Premier League clubs set for huge stadium tax rises

Featured image credit: Omri Yamin on Unsplash

Featured image credit: Omri Yamin on Unsplash

English football clubs are set for huge tax rises from next year due to a change in rateable values used to calculate business rates bills for their stadiums.

The average value for Premier League stadiums has shot up by 50%, according to data collated by real estate adviser Altus Group. The change comes after a reassessment of all 2.1m million non-domestic properties in England and Wales to reflect changes in the property market between April 2015 and April 2021.

The rise in value of the 20 top-flight arenas is way above the average 7.3% increase for all non-domestic properties in England. New rateable values will be used to determine the basis of business rates bills from April 2023 for the next three financial years. 

Analysis of official Government data by Altus Group shows that the 20 Premier League clubs had a combined rateable value of £50.8m for their stadiums based on the last property assessment in 2017, which has formed the basis of rates bills for the last six years, but this has been increased by 49% to £75.7m.

Tottenham Hotspur Stadium has the highest valuation for business rates of any football ground in the country at £10.3m followed by Manchester United’s Old Trafford at £8.7m.

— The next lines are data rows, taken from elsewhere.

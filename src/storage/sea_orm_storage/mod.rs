//! SeaORM 存储实现
//!
//! 统一的数据库存储层，支持 SQLite、PostgreSQL 和 MySQL。

mod assignments;
mod users;

use std::collections::HashMap;
use std::time::Duration;

use crate::config::{AppConfig, DatabaseConfig};
use crate::errors::{AssignHubError, Result};
use migration::{Migrator, MigratorTrait};
use sea_orm::{ConnectOptions, Database, DatabaseConnection};
use tracing::info;

/// SeaORM 存储实现
#[derive(Clone)]
pub struct SeaOrmStorage {
    pub(crate) db: DatabaseConnection,
}

impl SeaOrmStorage {
    /// 使用全局配置创建存储实例
    pub async fn new_async() -> Result<Self> {
        Self::connect(&AppConfig::get().database).await
    }

    /// 按数据库配置建立连接并运行迁移
    pub async fn connect(config: &DatabaseConfig) -> Result<Self> {
        let db_url = Self::build_database_url(&config.url)?;

        // 根据数据库类型选择连接方式
        let db = if db_url.starts_with("sqlite://") {
            Self::connect_sqlite(&db_url, config).await?
        } else {
            Self::connect_generic(&db_url, config).await?
        };

        // 运行迁移
        Migrator::up(&db, None)
            .await
            .map_err(|e| AssignHubError::database_operation(format!("数据库迁移失败: {e}")))?;

        info!("SeaORM 存储初始化完成，数据库: {}", db_url);

        Ok(Self { db })
    }

    /// 内存数据库，仅用于测试
    #[cfg(test)]
    pub async fn in_memory() -> Result<Self> {
        Self::connect(&DatabaseConfig {
            url: ":memory:".to_string(),
            pool_size: 1,
            timeout: 5,
        })
        .await
    }

    /// SQLite 专用连接（WAL + pragma 优化）
    async fn connect_sqlite(url: &str, config: &DatabaseConfig) -> Result<DatabaseConnection> {
        use sea_orm::SqlxSqliteConnector;
        use sea_orm::sqlx::sqlite::{
            SqliteConnectOptions, SqliteJournalMode, SqlitePoolOptions, SqliteSynchronous,
        };
        use std::str::FromStr;

        let opt = SqliteConnectOptions::from_str(url)
            .map_err(|e| AssignHubError::database_config(format!("SQLite URL 解析失败: {e}")))?
            .create_if_missing(true)
            .foreign_keys(true)
            .journal_mode(SqliteJournalMode::Wal)
            .synchronous(SqliteSynchronous::Normal)
            .busy_timeout(Duration::from_secs(5))
            .pragma("cache_size", "-64000")
            .pragma("temp_store", "memory")
            .pragma("wal_autocheckpoint", "1000");

        // 内存数据库只能使用单连接，否则每个连接看到的是不同的库
        let max_connections = if url.contains(":memory:") {
            1
        } else {
            config.pool_size.max(1)
        };

        let pool = SqlitePoolOptions::new()
            .max_connections(max_connections)
            .min_connections(1)
            .test_before_acquire(true)
            .acquire_timeout(Duration::from_secs(config.timeout))
            .idle_timeout(None)
            .max_lifetime(None)
            .connect_with(opt)
            .await
            .map_err(|e| AssignHubError::database_connection(format!("SQLite 连接失败: {e}")))?;

        Ok(SqlxSqliteConnector::from_sqlx_sqlite_pool(pool))
    }

    /// 通用连接（PostgreSQL、MySQL 等）
    async fn connect_generic(url: &str, config: &DatabaseConfig) -> Result<DatabaseConnection> {
        let mut opt = ConnectOptions::new(url);
        opt.max_connections(config.pool_size)
            .min_connections(1)
            .connect_timeout(Duration::from_secs(config.timeout))
            .acquire_timeout(Duration::from_secs(config.timeout))
            .idle_timeout(Duration::from_secs(600))
            .max_lifetime(Duration::from_secs(1800))
            .sqlx_logging(false)
            .sqlx_logging_level(tracing::log::LevelFilter::Debug);

        Database::connect(opt)
            .await
            .map_err(|e| AssignHubError::database_connection(format!("无法连接到数据库: {e}")))
    }

    /// 从 URL 自动推断数据库类型并构建连接 URL
    fn build_database_url(url: &str) -> Result<String> {
        if url.starts_with("sqlite://") {
            Ok(url.to_string())
        } else if url.ends_with(".db") || url.ends_with(".sqlite") || url == ":memory:" {
            Ok(format!("sqlite://{}?mode=rwc", url))
        } else if url.starts_with("postgres://")
            || url.starts_with("postgresql://")
            || url.starts_with("mysql://")
            || url.starts_with("mariadb://")
        {
            Ok(url.to_string())
        } else {
            Err(AssignHubError::database_config(format!(
                "无法从 URL 推断数据库类型: {url}. 支持: sqlite://, postgres://, mysql://, 或 .db/.sqlite 文件路径"
            )))
        }
    }
}

// Storage trait 实现
use crate::models::{
    assignments::{
        entities::{Assignment, Submission},
        requests::{AssignmentChanges, AssignmentListQuery, CreateAssignmentRequest},
    },
    users::{
        entities::{User, UserBrief},
        requests::CreateUserRequest,
    },
};
use crate::storage::Storage;
use async_trait::async_trait;

#[async_trait]
impl Storage for SeaOrmStorage {
    // 用户模块
    async fn create_user(&self, user: CreateUserRequest) -> Result<User> {
        self.create_user_impl(user).await
    }

    async fn get_user_by_id(&self, id: i64) -> Result<Option<User>> {
        self.get_user_by_id_impl(id).await
    }

    async fn get_user_by_username(&self, username: &str) -> Result<Option<User>> {
        self.get_user_by_username_impl(username).await
    }

    async fn get_user_by_email(&self, email: &str) -> Result<Option<User>> {
        self.get_user_by_email_impl(email).await
    }

    async fn get_user_by_username_or_email(&self, identifier: &str) -> Result<Option<User>> {
        self.get_user_by_username_or_email_impl(identifier).await
    }

    async fn get_user_briefs(&self, ids: &[i64]) -> Result<HashMap<i64, UserBrief>> {
        self.get_user_briefs_impl(ids).await
    }

    async fn update_last_login(&self, id: i64) -> Result<bool> {
        self.update_last_login_impl(id).await
    }

    // 作业模块
    async fn create_assignment(
        &self,
        teacher_id: i64,
        req: CreateAssignmentRequest,
    ) -> Result<Assignment> {
        self.create_assignment_impl(teacher_id, req).await
    }

    async fn get_assignment_by_id(&self, assignment_id: i64) -> Result<Option<Assignment>> {
        self.get_assignment_by_id_impl(assignment_id).await
    }

    async fn list_assignments(&self, query: AssignmentListQuery) -> Result<Vec<Assignment>> {
        self.list_assignments_impl(query).await
    }

    async fn update_assignment(
        &self,
        assignment_id: i64,
        changes: AssignmentChanges,
    ) -> Result<Option<Assignment>> {
        self.update_assignment_impl(assignment_id, changes).await
    }

    async fn delete_assignment(&self, assignment_id: i64) -> Result<bool> {
        self.delete_assignment_impl(assignment_id).await
    }

    // 提交模块
    async fn insert_submission_if_absent(
        &self,
        assignment_id: i64,
        student_id: i64,
        answer: String,
    ) -> Result<Option<Submission>> {
        self.insert_submission_if_absent_impl(assignment_id, student_id, answer)
            .await
    }
}

#[cfg(test)]
mod tests {
    use super::*;

    #[test]
    fn test_build_database_url() {
        assert_eq!(
            SeaOrmStorage::build_database_url("assignhub.db").unwrap(),
            "sqlite://assignhub.db?mode=rwc"
        );
        assert_eq!(
            SeaOrmStorage::build_database_url(":memory:").unwrap(),
            "sqlite://:memory:?mode=rwc"
        );
        assert_eq!(
            SeaOrmStorage::build_database_url("postgres://u:p@localhost/db").unwrap(),
            "postgres://u:p@localhost/db"
        );
        assert!(matches!(
            SeaOrmStorage::build_database_url("redis://localhost"),
            Err(AssignHubError::DatabaseConfig(_))
        ));
    }
}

The huge rises come despite the Government promising in March 2021 that market-wide economic changes to property values, such as those from COVID-19 – when football stadiums were closed to fans for more than a year – would be properly considered at the next general rates revaluation.

Robert Hayton, UK president at Altus Group, said: “Valuations of football stadium are complex and take into account not only the size or capacity of the stadium but their quality as well as attendances and income.

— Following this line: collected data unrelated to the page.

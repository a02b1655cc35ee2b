use tokio::signal;
use tracing::{error, warn};

pub async fn listen_for_shutdown() {
    // 等待 Ctrl+C 信号
    if let Err(e) = signal::ctrl_c().await {
        error!("Failed to listen for Ctrl+C: {}", e);
        return;
    }
    warn!("Shutdown signal received, initiating graceful shutdown...");
}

“The valuers of the draft lists have clearly downplayed the impact of the pandemic on values given restrictions were still in force on the assessment date with games still being played behind closed doors.”

The biggest loser, under the 2023 revaluation, is Leeds United, whose Elland Road stadium has seen its value skyrocket 315% whilst Wolverhampton Wanderers and Brighton & Hove Albion have both seen rises of over 250% on the values of their stadiums.

Aston Villa club is the only Premier League club that has seen its value drop, with Villa Park in Birmingham down by 9.6%.

Even lower league grounds are not immune from the massive hikes, according to Altus Group. Coventry City’s Coventry Building Society Arena, which was last week acquired by tycoon Mike Ashley’s Frasers Group, has seen its value increase from £650,000 to £1.2m.